Business survival in the age of state infrastructure deterioration
Johannesburg - The latest Allianz Risk Barometer report highlights the top risks confronting businesses in 2024, with the breakdown of critical infrastructure and blackouts or system failures emerging as the top concerns for businesses in South Africa for the second consecutive year.
Kallie Cilliers, Director of Commercial Risk Services at IntegriSure Brokers, emphasises the growing importance of insurance brokers as essential partners in managing and mitigating business risks. Beyond traditional insurance products, brokers are now playing an increasingly critical role in procuring alternative risk management solutions aimed at preventing losses. One such example is the adoption of telematics among fleet owners and companies operating numerous vehicles daily on the roads.
By analysing data such as patterns of sudden braking or swerving, indicative of encounters with road hazards such as potholes, fleet owners and companies can identify high-risk routes or areas afflicted by road maintenance issues. This enables them to implement proactive measures, such as route adjustments or advocacy efforts for road repairs with local authorities, in order mitigate potential risks effectively.
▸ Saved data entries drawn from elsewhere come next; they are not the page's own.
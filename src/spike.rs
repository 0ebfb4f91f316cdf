//! Module implementing the concept of a spike travelling along an edge.
use nalgebra::Point2;

/// An action potential in transit along a directed edge.
///
/// The edge metrics and the control point of the curve are copied when the spike is created
/// and are never read from the graph again.
#[derive(Debug, PartialEq, Clone)]
pub struct Spike {
    /// The IDs of the source and target neurons.
    edge: (usize, usize),
    /// The normalized position along the path, from 0 (source) to 1 (target).
    progress: f64,
    /// The length of the edge (must be positive).
    length: f64,
    /// The propagation speed along the edge.
    speed: f64,
    /// The control point of the curve followed by the spike.
    control_point: Point2<f64>,
}

impl Spike {
    pub(crate) fn new(
        edge: (usize, usize),
        length: f64,
        speed: f64,
        control_point: Point2<f64>,
    ) -> Self {
        Spike {
            edge,
            progress: 0.0,
            length,
            speed,
            control_point,
        }
    }

    /// Returns the (source, target) pair of the edge.
    pub fn edge(&self) -> (usize, usize) {
        self.edge
    }

    /// Returns the ID of the source neuron.
    pub fn source_id(&self) -> usize {
        self.edge.0
    }

    /// Returns the ID of the target neuron.
    pub fn target_id(&self) -> usize {
        self.edge.1
    }

    /// Returns the normalized position of the spike along its path.
    pub fn progress(&self) -> f64 {
        self.progress
    }

    pub fn length(&self) -> f64 {
        self.length
    }

    pub fn speed(&self) -> f64 {
        self.speed
    }

    pub fn control_point(&self) -> &Point2<f64> {
        &self.control_point
    }

    /// Move the spike forward by the distance travelled in `dt`.
    pub(crate) fn advance(&mut self, dt: f64) {
        self.progress += dt * self.speed / self.length;
    }

    /// Returns true if the spike reached the target neuron.
    pub fn has_arrived(&self) -> bool {
        self.progress >= 1.0
    }
}

#[cfg(test)]
mod tests {
    use super::*;
    use approx::assert_relative_eq;

    #[test]
    fn test_spike_new() {
        let spike = Spike::new((0, 1), 10.0, 2.0, Point2::new(5.0, -10.0));
        assert_eq!(spike.edge(), (0, 1));
        assert_eq!(spike.source_id(), 0);
        assert_eq!(spike.target_id(), 1);
        assert_eq!(spike.progress(), 0.0);
        assert_eq!(spike.length(), 10.0);
        assert_eq!(spike.speed(), 2.0);
        assert_eq!(spike.control_point(), &Point2::new(5.0, -10.0));
        assert!(!spike.has_arrived());
    }

    #[test]
    fn test_spike_advance() {
        let mut spike = Spike::new((0, 1), 10.0, 2.0, Point2::new(5.0, -10.0));
        spike.advance(1.0);
        assert_relative_eq!(spike.progress(), 0.2);
        spike.advance(0.0);
        assert_relative_eq!(spike.progress(), 0.2);
        spike.advance(4.0);
        assert_relative_eq!(spike.progress(), 1.0);
        assert!(spike.has_arrived());
    }

    #[test]
    fn test_spike_advance_zero_speed() {
        let mut spike = Spike::new((2, 0), 3.0, 0.0, Point2::new(0.0, 0.0));
        spike.advance(100.0);
        assert_eq!(spike.progress(), 0.0);
        assert!(!spike.has_arrived());
    }
}
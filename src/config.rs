//! Configuration of a spike collection.
use serde::{Deserialize, Serialize};
use serde_json;
use std::fs::File;
use std::io::{BufReader, BufWriter, Write};
use std::path::Path;

use crate::error::SpikeError;
use crate::{CAPACITY_CHUNK, INITIAL_CAPACITY};

/// Parameters shared by every spike of a collection.
#[derive(Debug, PartialEq, Clone, Serialize, Deserialize)]
#[serde(default)]
pub struct AnimationConfig {
    /// The curvature radius, i.e., the offset of the control point relative to the edge length.
    pub radius: f64,
    /// The number of slots allocated when the collection is created.
    pub initial_capacity: usize,
    /// The number of slots appended whenever the collection is full.
    pub capacity_chunk: usize,
}

impl Default for AnimationConfig {
    fn default() -> Self {
        AnimationConfig {
            radius: 0.0,
            initial_capacity: INITIAL_CAPACITY,
            capacity_chunk: CAPACITY_CHUNK,
        }
    }
}

impl AnimationConfig {
    /// Create a new configuration with the specified parameters.
    /// Returns an error if the radius is not finite or if the capacity chunk is zero.
    pub fn build(
        radius: f64,
        initial_capacity: usize,
        capacity_chunk: usize,
    ) -> Result<Self, SpikeError> {
        let config = AnimationConfig {
            radius,
            initial_capacity,
            capacity_chunk,
        };
        config.validate()?;
        Ok(config)
    }

    fn validate(&self) -> Result<(), SpikeError> {
        if !self.radius.is_finite() {
            return Err(SpikeError::InvalidParameter(
                "The curvature radius must be finite".to_string(),
            ));
        }
        if self.capacity_chunk == 0 {
            return Err(SpikeError::InvalidParameter(
                "The capacity chunk must be positive".to_string(),
            ));
        }
        Ok(())
    }

    /// Save the configuration to a JSON file.
    pub fn save_to<P: AsRef<Path>>(&self, path: P) -> Result<(), SpikeError> {
        let file = File::create(path)?;
        let mut writer = BufWriter::new(file);
        serde_json::to_writer_pretty(&mut writer, self)?;
        writer.flush()?;
        Ok(())
    }

    /// Load a configuration from a JSON file. Missing fields take their default value.
    pub fn load_from<P: AsRef<Path>>(path: P) -> Result<Self, SpikeError> {
        let file = File::open(path)?;
        let reader = BufReader::new(file);
        let config: AnimationConfig = serde_json::from_reader(reader)?;
        config.validate()?;
        Ok(config)
    }
}

#[cfg(test)]
mod tests {
    use super::*;

    #[test]
    fn test_config_build() {
        let config = AnimationConfig::build(0.25, 3, 10).unwrap();
        assert_eq!(config.radius, 0.25);
        assert_eq!(config.initial_capacity, 3);
        assert_eq!(config.capacity_chunk, 10);

        assert!(matches!(
            AnimationConfig::build(f64::NAN, 3, 10),
            Err(SpikeError::InvalidParameter(_))
        ));
        assert!(matches!(
            AnimationConfig::build(0.25, 3, 0),
            Err(SpikeError::InvalidParameter(_))
        ));
    }

    #[test]
    fn test_config_load_partial() {
        let dir = tempfile::tempdir().unwrap();
        let path = dir.path().join("config.json");
        std::fs::write(&path, r#"{ "radius": 0.5 }"#).unwrap();

        let config = AnimationConfig::load_from(&path).unwrap();
        assert_eq!(config.radius, 0.5);
        assert_eq!(config.initial_capacity, INITIAL_CAPACITY);
        assert_eq!(config.capacity_chunk, CAPACITY_CHUNK);
    }

    #[test]
    fn test_config_load_invalid() {
        let dir = tempfile::tempdir().unwrap();
        let path = dir.path().join("config.json");
        std::fs::write(&path, r#"{ "capacity_chunk": 0 }"#).unwrap();
        assert!(matches!(
            AnimationConfig::load_from(&path),
            Err(SpikeError::InvalidParameter(_))
        ));

        std::fs::write(&path, "not json").unwrap();
        assert!(matches!(
            AnimationConfig::load_from(&path),
            Err(SpikeError::IOError(_))
        ));
    }

    #[test]
    fn test_config_save_load() {
        let config = AnimationConfig::build(-0.125, 8, 4).unwrap();
        let dir = tempfile::tempdir().unwrap();
        let path = dir.path().join("config.json");
        config.save_to(&path).unwrap();
        assert_eq!(AnimationConfig::load_from(&path).unwrap(), config);
    }
}
use std::sync::Arc;

use actix_cors::Cors;
use actix_web::{middleware::Logger, web, App, HttpServer};
use log::info;
use sqlx::PgPool;

use actionhub::auth::TokenService;
use actionhub::config::Config;
use actionhub::email::{EmailSender, LogMailer};
use actionhub::routes;

#[actix_web::main]
async fn main() -> std::io::Result<()> {
    dotenv::dotenv().ok();
    env_logger::init_from_env(env_logger::Env::default().default_filter_or("info"));

    let config = Config::from_env();

    let pool = PgPool::connect(&config.database_url)
        .await
        .expect("Failed to connect to database");

    sqlx::migrate!()
        .run(&pool)
        .await
        .expect("Failed to run database migrations");

    let tokens = Arc::new(TokenService::new(
        &config.jwt_access_secret,
        &config.jwt_refresh_secret,
    ));
    let mailer: Arc<dyn EmailSender> = Arc::new(LogMailer::new(config.app_base_url.clone()));

    let addr = config.server_addr();
    info!("Starting ActionHub server at http://{}:{}", addr.0, addr.1);

    HttpServer::new(move || {
        let cors = Cors::default()
            .allow_any_origin()
            .allow_any_method()
            .allow_any_header()
            .max_age(3600);

        let tokens = tokens.clone();

        App::new()
            .wrap(Logger::default())
            .wrap(cors)
            .app_data(web::Data::new(pool.clone()))
            .app_data(web::Data::from(tokens.clone()))
            .app_data(web::Data::from(mailer.clone()))
            .configure(move |cfg| routes::config(cfg, tokens))
    })
    .bind(addr)?
    .run()
    .await
}
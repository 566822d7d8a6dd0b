pub mod task;
pub mod user;

pub use task::{Task, TaskInput, TaskStatus};
pub use user::{User, UserStatistics};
A recent assessment by the South African Development Community (SADC) reveals that South Africa needs R7 220 billion for financing new infrastructure by 2040 as part of the fifteen year National Infrastructural Plan (NIP), translating into almost R500 billion per year. The main focus areas of the project include priority sectors such as logistics, water and sanitation, energy, information and communications, and transport.
Head of Infrastructure South Africa (ISA), Mameetsa Masemola stressed that the participation of the private sector is key to the delivery of the infrastructure projects. She added that government is paving the way in order to facilitate the quick and seamless establishment of public-private partnerships in order to achieve the government’s goal of securing two-thirds of the NIP funding from the private sector.
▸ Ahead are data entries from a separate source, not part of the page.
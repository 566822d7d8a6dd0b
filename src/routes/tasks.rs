use crate::{
    auth::AuthenticatedUser,
    error::AppError,
    models::{Task, TaskInput},
};
use actix_web::{delete, get, post, put, web, HttpResponse, Responder};
use serde_json::json;
use sqlx::PgPool;
use std::collections::HashMap;
use validator::Validate;

/// Retrieves the authenticated user's tasks.
///
/// Soft-deleted tasks are excluded and the remaining tasks come back
/// ordered by position. An empty list serializes as `[]`, never `null`.
#[get("")]
pub async fn get_tasks(
    pool: web::Data<PgPool>,
    user: AuthenticatedUser,
) -> Result<impl Responder, AppError> {
    let tasks = Task::for_user(&pool, user.user_id()).await?;

    Ok(HttpResponse::Ok().json(tasks))
}

/// Creates a task at the head of the user's list.
///
/// Every existing live task shifts down one position to make room.
#[post("")]
pub async fn create_task(
    pool: web::Data<PgPool>,
    user: AuthenticatedUser,
    task_data: web::Json<TaskInput>,
) -> Result<impl Responder, AppError> {
    task_data.validate()?;

    let task = Task::create(&pool, user.user_id(), &task_data).await?;

    Ok(HttpResponse::Created().json(task))
}

/// Retrieves a single task by ID.
///
/// Soft-deleted tasks are still visible here to their owner; other
/// users' tasks are indistinguishable from missing ones.
#[get("/{id}")]
pub async fn get_task(
    pool: web::Data<PgPool>,
    user: AuthenticatedUser,
    path: web::Path<i32>,
) -> Result<impl Responder, AppError> {
    let task = Task::fetch_owned(&pool, path.into_inner(), user.user_id()).await?;

    Ok(HttpResponse::Ok().json(task))
}

/// Updates a task's title, description, and status.
#[put("/{id}")]
pub async fn update_task(
    pool: web::Data<PgPool>,
    user: AuthenticatedUser,
    path: web::Path<i32>,
    task_data: web::Json<TaskInput>,
) -> Result<impl Responder, AppError> {
    task_data.validate()?;

    let task = Task::update_owned(&pool, path.into_inner(), user.user_id(), &task_data).await?;

    Ok(HttpResponse::Ok().json(task))
}

/// Soft-deletes a task and closes the position gap it leaves behind.
#[delete("/{id}")]
pub async fn delete_task(
    pool: web::Data<PgPool>,
    user: AuthenticatedUser,
    path: web::Path<i32>,
) -> Result<impl Responder, AppError> {
    Task::soft_delete(&pool, path.into_inner(), user.user_id()).await?;

    Ok(HttpResponse::NoContent().finish())
}

/// Applies a batch of position moves.
///
/// The body maps task IDs to target positions. Moves apply one at a
/// time; a task the user does not own fails the request with 404.
#[put("/positions")]
pub async fn update_positions(
    pool: web::Data<PgPool>,
    user: AuthenticatedUser,
    positions: web::Json<HashMap<i32, i32>>,
) -> Result<impl Responder, AppError> {
    for (&task_id, &position) in positions.iter() {
        Task::reposition(&pool, task_id, user.user_id(), position).await?;
    }

    Ok(HttpResponse::Ok().json(json!({ "message": "Positions updated" })))
}
#[cfg(test)]
mod tests {
    use super::*;
    use chrono::Duration;

    fn counts(this_week: i64, last_week: i64) -> StatisticsCounts {
        StatisticsCounts {
            username: "alice".into(),
            total_tasks: 10,
            completed_tasks: 4,
            pending_tasks: 3,
            in_progress_tasks: 2,
            deleted_tasks: 1,
            tasks_created_today: 1,
            tasks_this_week: this_week,
            tasks_last_week: last_week,
            pending_this_week: this_week,
            pending_last_week: last_week,
            tasks_last_30_days: 0,
            first_created_last_30_days: None,
        }
    }

    #[test]
    fn test_opaque_token_shape() {
        let token = generate_opaque_token();
        assert_eq!(token.len(), 64);
        assert!(token.chars().all(|c| c.is_ascii_hexdigit()));
        assert_ne!(token, generate_opaque_token());
    }

    #[test]
    fn test_username_from_email() {
        assert_eq!(username_from_email("alice@example.com"), "alice");
        assert_eq!(username_from_email("a.b+c@example.com"), "a.b+c");
        assert_eq!(username_from_email("no-at-sign"), "no-at-sign");
    }

    #[test]
    fn test_trend_growth() {
        let stats = UserStatistics::from_counts(1, counts(6, 4), Utc::now());
        assert!(stats.weekly_trend_up);
        assert_eq!(stats.weekly_trend_value, 50);
    }

    #[test]
    fn test_trend_decline() {
        let stats = UserStatistics::from_counts(1, counts(2, 4), Utc::now());
        assert!(!stats.weekly_trend_up);
        assert_eq!(stats.weekly_trend_value, -50);
    }

    #[test]
    fn test_trend_from_empty_last_week() {
        let stats = UserStatistics::from_counts(1, counts(3, 0), Utc::now());
        assert!(stats.weekly_trend_up);
        assert_eq!(stats.weekly_trend_value, 100);

        let stats = UserStatistics::from_counts(1, counts(0, 0), Utc::now());
        assert!(stats.weekly_trend_up);
        assert_eq!(stats.weekly_trend_value, 0);
    }

    #[test]
    fn test_average_daily_tasks() {
        let now = Utc::now();
        let mut c = counts(0, 0);
        c.tasks_last_30_days = 15;
        c.first_created_last_30_days = Some(now - Duration::days(10));

        let stats = UserStatistics::from_counts(1, c, now);
        assert!((stats.average_daily_tasks - 1.5).abs() < f64::EPSILON);
    }

    #[test]
    fn test_average_daily_tasks_without_recent_tasks() {
        let stats = UserStatistics::from_counts(1, counts(0, 0), Utc::now());
        assert_eq!(stats.average_daily_tasks, 0.0);
    }

    #[test]
    fn test_average_daily_tasks_same_day_floor() {
        // All tasks created moments ago: the window floors at one day.
        let now = Utc::now();
        let mut c = counts(0, 0);
        c.tasks_last_30_days = 4;
        c.first_created_last_30_days = Some(now - Duration::hours(2));

        let stats = UserStatistics::from_counts(1, c, now);
        assert!((stats.average_daily_tasks - 4.0).abs() < f64::EPSILON);
    }

    #[test]
    fn test_password_is_not_serialized() {
        let user = User {
            id: 1,
            username: "alice".into(),
            email: "alice@example.com".into(),
            password: "$2b$12$secret".into(),
            is_verified: true,
            reset_password_token: None,
            reset_token_expires: None,
            created_at: Utc::now(),
            updated_at: Utc::now(),
        };
        let json = serde_json::to_value(&user).unwrap();
        assert!(json.get("password").is_none());
        assert!(json.get("reset_password_token").is_none());
        assert_eq!(json["username"], "alice");
    }
}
The ongoing port crisis, which has resulted in major delays caused by congestion and poor infrastructure, highlights the urgency of public-private partnerships. According to the South African Association of Freight Forwarders (SAAFF), port delays exacted a daily toll of R98 million on the nation's economy, impeding the movement of goods valued at approximately R7 billion. In December of last year, Ford South Africa President, Neale Hill, indicated that Ford had to fly freight in due to port backlogs which had a huge financial impact. Related and directly impacting insurance clients, is the availability of parts for repairs to damaged goods and vehicles. “We are seeing an emerging trend of clients experiencing delays in repairs to vital items, affecting their daily operations which in turn has a direct negative impact on their business,” says Cilliers.
The persistent threat of power outages and infrastructure breakdowns poses significant challenges to businesses, disrupting supply chains and exerting a ripple effect on the overall economy. In November 2023, Nova Economics estimated that load shedding had cost the South African economy almost R225 billion from the first quarter of 2020 and the first quarter of 2023, detracting a cumulative 15% points from GDP growth.
The challenges we are facing locally are however not unique to South Africa and we should look to other countries where business have successfully found solutions to address similar challenges. For instance, Cemex, a global leader in building materials, has optimised its supply chain in countries like Colombia and Brazil by investing in alternate transportation routes and leveraging technology. They also advocate for infrastructure improvements in the regions they operate. Similarly, Siemens addresses infrastructure challenges in Europe by offering smart grid technologies for efficient electricity distribution and advanced signalling systems for railways, enhancing safety and reliability.
Cilliers outlines some strategies that businesses can implement to strengthen their resilience and ensure continuity, while highlighting the ways their insurance broker can provide support in this regard:
- Regular Insurance Cover Review: Businesses should routinely assess their insurance policies in collaboration with their brokers to identify exclusions such as grid failure. They should also explore alternative risk mitigation strategies to minimise potential losses stemming from infrastructure failures.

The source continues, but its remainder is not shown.